A method has been developed for determination of (ultra)trace amounts of As(III) and As(V) in water by flow injection on-line sorption preconcentration and separation coupled with inductively coupled plasma mass spectrometry (ICPMS) using a knotted reactor (KR). The determination of As(III) was achieved by selective formation of the As(III)-pyrrolidine dithiocarbamate complex over a sample acidity range of 0.01-0.7 mol L-1 HNO3, its adsorption onto the inner walls of the KR made from 150-cm-long, 0.5-mm-i.d. PTFE tubing, elution with 1 mol L-1 HNO3, and detection by ICPMS. Total inorganic arsenic was determined after prereduction of As(V) to As(III) in a 1% (m/v) L-cysteine-0.03 mol L-1 HNO3 media. The concentration of As(V) was calculated by difference (the total inorganic arsenic and As(III)). Owing to the group-specific character of the chelating agent, and the use of an efficient rinsing step before elution, the interferences encountered in conventional ICPMS from common major matrix, alkali and alkaline earth metals, and chlorides were eliminated. The presence of organoarsenic species such as monomethylarsonate and dimethylarsinate in water samples had no effect on the results of As(III) and As(V). Thus, the method can be applied to the speciation analysis of inorganic arsenic at submicrogram per liter levels in aqueous solutions with high total content of dissolved solid and/or high content of chlorides. Using a preconcentration time of 60 s and a sample flow rate of 5 mL min-1, an enhancement factor of 22 was achieved in comparison with conventional ICPMS. The time required for a single determination was 200 s. The detection limits (3s) was evaluated to be 0.021 microgram L-1 for As(III) and 0.029 microgram L-1 for total inorganic arsenic.
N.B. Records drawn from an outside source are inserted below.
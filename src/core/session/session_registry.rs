// This is the session registry - it tracks which client streams are alive.
//
// A "session" is one long-lived server-to-client stream plus the opaque id
// the client uses to tag requests on the side channel. The registry owns the
// whole lifecycle: it mints the id, holds the write half of the stream, and
// removes the entry on close or on the first failed write.
//
// The registry hands out plain mpsc channel ends; the HTTP layer decides how
// to turn the receiving half into an actual event stream.

use std::fmt;

use chrono::{DateTime, Utc};
use dashmap::DashMap;
use thiserror::Error;
use tokio::sync::mpsc;
use tokio::sync::mpsc::error::TrySendError;
use uuid::Uuid;

/// How many outbound messages may queue per session before the session is
/// considered dead. A healthy client drains the stream far faster than the
/// proxy produces responses, so a full buffer means nobody is reading.
const OUTBOUND_BUFFER: usize = 32;

/// Opaque identifier for one live client connection.
///
/// Generated server-side at stream-open time; the client learns it from the
/// handshake event and echoes it back on every side-channel request.
#[derive(Debug, Clone, PartialEq, Eq, Hash)]
pub struct SessionId(String);

impl SessionId {
    /// Wrap an id received from the wire (e.g. the `sessionId` query param).
    pub fn new(raw: impl Into<String>) -> Self {
        Self(raw.into())
    }

    fn generate() -> Self {
        Self(Uuid::new_v4().simple().to_string())
    }

    pub fn as_str(&self) -> &str {
        &self.0
    }
}

impl fmt::Display for SessionId {
    fn fmt(&self, f: &mut fmt::Formatter<'_>) -> fmt::Result {
        f.write_str(&self.0)
    }
}

/// A message pushed down a session's stream: an already-serialized JSON-RPC
/// response. The registry does not inspect it.
pub type OutboundMessage = serde_json::Value;

#[derive(Debug, Error)]
pub enum SessionError {
    /// The id is absent from the registry - never opened, or already closed.
    #[error("session {0} not found")]
    NotFound(SessionId),

    /// The client's receiving half is gone. The registry has already evicted
    /// the entry by the time this is returned.
    #[error("session {0} stream closed")]
    StreamClosed(SessionId),
}

struct SessionEntry {
    tx: mpsc::Sender<OutboundMessage>,
    opened_at: DateTime<Utc>,
}

/// In-memory mapping from session id to the write half of its stream.
///
/// Constructed once in `main` and shared via `Arc` - deliberately not a
/// process global, so tests can build a fresh one per case.
pub struct SessionRegistry {
    sessions: DashMap<SessionId, SessionEntry>,
}

impl SessionRegistry {
    pub fn new() -> Self {
        Self {
            sessions: DashMap::new(),
        }
    }

    /// Allocate a fresh session: a unique id plus the receiving half of its
    /// outbound stream. The write half stays in the registry.
    pub fn open(&self) -> (SessionId, mpsc::Receiver<OutboundMessage>) {
        let id = SessionId::generate();
        let (tx, rx) = mpsc::channel(OUTBOUND_BUFFER);
        self.sessions.insert(
            id.clone(),
            SessionEntry {
                tx,
                opened_at: Utc::now(),
            },
        );
        tracing::info!(
            session_id = %id,
            open_sessions = self.sessions.len(),
            "session opened"
        );
        (id, rx)
    }

    /// Is this id bound to a live stream right now? Non-blocking.
    pub fn contains(&self, id: &SessionId) -> bool {
        self.sessions.contains_key(id)
    }

    /// Push one message down a session's stream.
    ///
    /// Never blocks. A closed receiver means the client disconnected; a full
    /// buffer means the client stopped reading. Both are treated as an
    /// implicit close: the entry is evicted and subsequent lookups for the
    /// same id miss. Without the eviction, a stalled stream would pin every
    /// dispatch task that tries to answer on it.
    pub fn send(&self, id: &SessionId, message: OutboundMessage) -> Result<(), SessionError> {
        // Clone the sender out of the map first: `close` below removes the
        // same key, and dashmap deadlocks on remove-under-read of one shard.
        let tx = match self.sessions.get(id) {
            Some(entry) => entry.tx.clone(),
            None => return Err(SessionError::NotFound(id.clone())),
        };

        if let Err(err) = tx.try_send(message) {
            match err {
                TrySendError::Full(_) => {
                    tracing::warn!(session_id = %id, "stream buffer full, closing session")
                }
                TrySendError::Closed(_) => {
                    tracing::warn!(session_id = %id, "stream write failed, closing session")
                }
            }
            self.close(id);
            return Err(SessionError::StreamClosed(id.clone()));
        }
        Ok(())
    }

    /// Mark a session closed and release its stream.
    ///
    /// Idempotent: closing an unknown or already-closed session is a no-op.
    pub fn close(&self, id: &SessionId) {
        if let Some((_, entry)) = self.sessions.remove(id) {
            tracing::info!(
                session_id = %id,
                opened_at = %entry.opened_at,
                open_sessions = self.sessions.len(),
                "session closed"
            );
        }
    }

    pub fn open_sessions(&self) -> usize {
        self.sessions.len()
    }
}

impl Default for SessionRegistry {
    fn default() -> Self {
        Self::new()
    }
}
The precision for 14 replicate determinations of 1 microgram L-1 As(III) was 2.8% (RSD) with drift correction and 3.9% (RSD) without drift correction. The concentrations of As(III) and As(V) in synthetic mixtures obtained by the present method were in good agreement with expected values. Results obtained by the proposed method for total arsenic in a river water reference material agreed well with certified and recently reevaluated values. The method was also applied to the speciation analysis of inorganic arsenic in porewaters.